> **ASSIGNMENT**
Within the entries below, find every line that has the string "columns", then copy it.

(Items from a dataset)
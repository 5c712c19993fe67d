//! Wrapper option parsing
//!
//! The host hands the wrapper a flat string map. It is parsed once into an
//! immutable [`FdwOptions`]; invalid values fall back to documented defaults
//! with a diagnostic, and only missing required identity options are errors.

mod casting;
mod policy;

use std::collections::HashMap;

use bqfdw_types::{Diagnostics, SqlDialect};
use thiserror::Error;

pub use casting::CastOverrides;
pub use policy::OverflowPolicy;

#[derive(Debug, Error, PartialEq, Eq)]
pub enum OptionsError {
    #[error("Missing required option: {0}")]
    MissingOption(&'static str),
}

/// Fully qualified remote table, `dataset` optionally prefixed by a project.
#[derive(Debug, Clone, PartialEq, Eq, Hash)]
pub struct TableIdentity {
    pub dataset: String,
    pub table: String,
}

impl TableIdentity {
    pub fn new(dataset: impl Into<String>, table: impl Into<String>) -> Self {
        Self {
            dataset: dataset.into(),
            table: table.into(),
        }
    }

    /// `(project, dataset)` when the dataset carries a project prefix.
    pub fn split_project(&self) -> (Option<&str>, &str) {
        match self.dataset.split_once('.') {
            Some((project, dataset)) => (Some(project), dataset),
            None => (None, self.dataset.as_str()),
        }
    }
}

impl std::fmt::Display for TableIdentity {
    fn fmt(&self, f: &mut std::fmt::Formatter<'_>) -> std::fmt::Result {
        write!(f, "{}.{}", self.dataset, self.table)
    }
}

/// Parsed wrapper configuration.
#[derive(Debug, Clone, PartialEq)]
pub struct FdwOptions {
    pub dataset: Option<String>,
    pub table: Option<String>,
    /// Defaults to standard when absent or invalid.
    pub dialect: SqlDialect,
    /// Emit a GROUP BY over the requested columns. Default false.
    pub group_by: bool,
    /// Default true.
    pub verbose: bool,
    pub casting: CastOverrides,
    /// Target timezone for date/time columns.
    pub convert_tz: Option<String>,
    /// Column-count overflow policy for imports. Default error.
    pub colcount: OverflowPolicy,
    /// Identifier-collision policy for imports. Default error.
    pub colnames: OverflowPolicy,
}

impl Default for FdwOptions {
    fn default() -> Self {
        Self {
            dataset: None,
            table: None,
            dialect: SqlDialect::Standard,
            group_by: false,
            verbose: true,
            casting: CastOverrides::default(),
            convert_tz: None,
            colcount: OverflowPolicy::default(),
            colnames: OverflowPolicy::default(),
        }
    }
}

fn canonical_key(key: &str) -> String {
    let lowered = key.trim().to_ascii_lowercase();
    match lowered.strip_prefix("fdw_") {
        Some(stripped) => stripped.to_string(),
        None => lowered,
    }
}

/// Rank of a raw key when several spell the same option; higher wins.
///
/// `fdw_`-prefixed keys beat bare ones, and the `timezone` alias loses to
/// any spelling of `convert_tz`.
fn key_precedence(key: &str) -> u8 {
    let prefixed = key.trim().to_ascii_lowercase().starts_with("fdw_");
    let alias = canonical_key(key) == "timezone";
    u8::from(!alias) * 2 + u8::from(prefixed)
}

/// Boolean option strings; anything unrecognised is false.
pub fn parse_bool(value: &str) -> bool {
    matches!(
        value.trim().to_ascii_lowercase().as_str(),
        "true" | "t" | "yes" | "y" | "on" | "1"
    )
}

impl FdwOptions {
    /// Parse the host's option map. Never fails; see [`FdwOptions::table_identity`]
    /// for the required identity check.
    pub fn parse(options: &HashMap<String, String>, diagnostics: &Diagnostics) -> Self {
        // Applied lowest precedence first so the winning spelling is set last
        let mut entries: Vec<(u8, String, &str)> = options
            .iter()
            .map(|(k, v)| (key_precedence(k), canonical_key(k), v.as_str()))
            .collect();
        entries.sort();

        let mut parsed = FdwOptions::default();

        if let Some((_, _, verbose)) = entries.iter().rev().find(|(_, key, _)| key == "verbose") {
            parsed.verbose = parse_bool(verbose);
        }
        let diagnostics = diagnostics.with_verbose(parsed.verbose);

        for (_, key, value) in &entries {
            let value = *value;
            match key.as_str() {
                "verbose" => {}
                "dataset" => parsed.dataset = non_empty(value),
                "table" => parsed.table = non_empty(value),
                "sql_dialect" => {
                    parsed.dialect = SqlDialect::parse(value).unwrap_or_else(|| {
                        diagnostics.warn(format!(
                            "Invalid sql_dialect '{}', falling back to standard",
                            value
                        ));
                        SqlDialect::Standard
                    })
                }
                "group" => parsed.group_by = parse_bool(value),
                "casting" => parsed.casting = CastOverrides::parse(value, &diagnostics),
                "convert_tz" | "timezone" => parsed.convert_tz = parse_timezone(value, &diagnostics),
                "colcount" => parsed.colcount = OverflowPolicy::parse_or_default("colcount", value, &diagnostics),
                "colnames" => parsed.colnames = OverflowPolicy::parse_or_default("colnames", value, &diagnostics),
                other => diagnostics.debug(format!("Ignoring unknown option '{}'", other)),
            }
        }

        diagnostics.debug(format!(
            "Options: dialect={}, group={}, casting={} rule(s), timezone={:?}",
            parsed.dialect,
            parsed.group_by,
            parsed.casting.len(),
            parsed.convert_tz
        ));

        parsed
    }

    /// Remote table identity, required for scans.
    pub fn table_identity(&self) -> Result<TableIdentity, OptionsError> {
        let dataset = self.dataset.clone().ok_or(OptionsError::MissingOption("dataset"))?;
        let table = self.table.clone().ok_or(OptionsError::MissingOption("table"))?;
        Ok(TableIdentity { dataset, table })
    }
}

fn non_empty(value: &str) -> Option<String> {
    let trimmed = value.trim();
    if trimmed.is_empty() {
        None
    } else {
        Some(trimmed.to_string())
    }
}

fn parse_timezone(value: &str, diagnostics: &Diagnostics) -> Option<String> {
    let tz = non_empty(value)?;
    // Rendered inside a double-quoted literal
    if tz.contains('"') || tz.contains('\\') || tz.contains('\n') {
        diagnostics.warn(format!("Ignoring invalid timezone '{}'", tz));
        return None;
    }
    Some(tz)
}

#[cfg(test)]
mod tests {
    use super::*;
    use bqfdw_types::{CollectingReporter, Severity};
    use std::sync::Arc;

    fn options(pairs: &[(&str, &str)]) -> HashMap<String, String> {
        pairs.iter().map(|(k, v)| (k.to_string(), v.to_string())).collect()
    }

    fn base_options() -> HashMap<String, String> {
        options(&[
            ("fdw_dataset", "bigquery-public-data.usa_names"),
            ("fdw_table", "usa_1910_current"),
            ("fdw_verbose", "true"),
            ("fdw_sql_dialect", "standard"),
            ("fdw_group", "false"),
            ("fdw_casting", "false"),
        ])
    }

    #[test]
    fn test_parse_defaults() {
        let parsed = FdwOptions::parse(&base_options(), &Diagnostics::default());
        assert_eq!(parsed.dialect, SqlDialect::Standard);
        assert!(!parsed.group_by);
        assert!(parsed.verbose);
        assert!(parsed.casting.is_empty());
        assert_eq!(parsed.colcount, OverflowPolicy::Error);
        assert_eq!(parsed.colnames, OverflowPolicy::Error);
        assert_eq!(
            parsed.table_identity().unwrap(),
            TableIdentity::new("bigquery-public-data.usa_names", "usa_1910_current")
        );
    }

    #[test]
    fn test_unprefixed_keys() {
        let parsed = FdwOptions::parse(
            &options(&[("dataset", "d"), ("table", "t"), ("sql_dialect", "legacy"), ("group", "true")]),
            &Diagnostics::default(),
        );
        assert_eq!(parsed.dialect, SqlDialect::Legacy);
        assert!(parsed.group_by);
        assert!(parsed.table_identity().is_ok());
    }

    #[test]
    fn test_missing_dataset() {
        let mut o = base_options();
        o.remove("fdw_dataset");
        let parsed = FdwOptions::parse(&o, &Diagnostics::default());
        assert_eq!(parsed.table_identity(), Err(OptionsError::MissingOption("dataset")));
    }

    #[test]
    fn test_invalid_dialect_falls_back() {
        let collector = Arc::new(CollectingReporter::new());
        let diagnostics = Diagnostics::new(collector.clone(), true);
        let mut o = base_options();
        o.insert("fdw_sql_dialect".into(), "non_existent".into());

        let parsed = FdwOptions::parse(&o, &diagnostics);
        assert_eq!(parsed.dialect, SqlDialect::Standard);
        assert_eq!(collector.messages_at(Severity::Warning).len(), 1);
    }

    #[test]
    fn test_verbose_false_silences_debug() {
        let collector = Arc::new(CollectingReporter::new());
        let diagnostics = Diagnostics::new(collector.clone(), true);
        let mut o = base_options();
        o.insert("fdw_verbose".into(), "false".into());
        o.insert("fdw_unknown".into(), "x".into());

        let parsed = FdwOptions::parse(&o, &diagnostics);
        assert!(!parsed.verbose);
        assert!(collector.entries().is_empty());
    }

    #[test]
    fn test_timezone_option() {
        let mut o = base_options();
        o.insert("fdw_convert_tz".into(), "US/Eastern".into());
        let parsed = FdwOptions::parse(&o, &Diagnostics::default());
        assert_eq!(parsed.convert_tz.as_deref(), Some("US/Eastern"));

        o.insert("fdw_convert_tz".into(), "US\"Eastern".into());
        let parsed = FdwOptions::parse(&o, &Diagnostics::default());
        assert_eq!(parsed.convert_tz, None);
    }

    #[test]
    fn test_prefixed_and_canonical_keys_win() {
        for _ in 0..8 {
            let o = options(&[
                ("dataset", "bare_ds"),
                ("fdw_dataset", "prefixed_ds"),
                ("table", "t"),
                ("timezone", "UTC"),
                ("convert_tz", "US/Eastern"),
                ("fdw_group", "true"),
                ("group", "false"),
            ]);
            let parsed = FdwOptions::parse(&o, &Diagnostics::default());
            assert_eq!(parsed.dataset.as_deref(), Some("prefixed_ds"));
            assert_eq!(parsed.convert_tz.as_deref(), Some("US/Eastern"));
            assert!(parsed.group_by);
        }
    }

    #[test]
    fn test_key_precedence() {
        assert!(key_precedence("fdw_dataset") > key_precedence("dataset"));
        assert!(key_precedence("convert_tz") > key_precedence("fdw_timezone"));
        assert!(key_precedence("fdw_timezone") > key_precedence("timezone"));
    }

    #[test]
    fn test_parse_bool() {
        assert!(parse_bool("true"));
        assert!(parse_bool("TRUE"));
        assert!(parse_bool("on"));
        assert!(!parse_bool("false"));
        assert!(!parse_bool("maybe"));
    }

    #[test]
    fn test_split_project() {
        let id = TableIdentity::new("bigquery-public-data.usa_names", "t");
        assert_eq!(id.split_project(), (Some("bigquery-public-data"), "usa_names"));
        let id = TableIdentity::new("usa_names", "t");
        assert_eq!(id.split_project(), (None, "usa_names"));
    }
}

> **RESPONSE TO THIS EXERCISE**
    /// Emit a GROUP BY over the requested columns. Default false.
    /// Target timezone for date/time columns.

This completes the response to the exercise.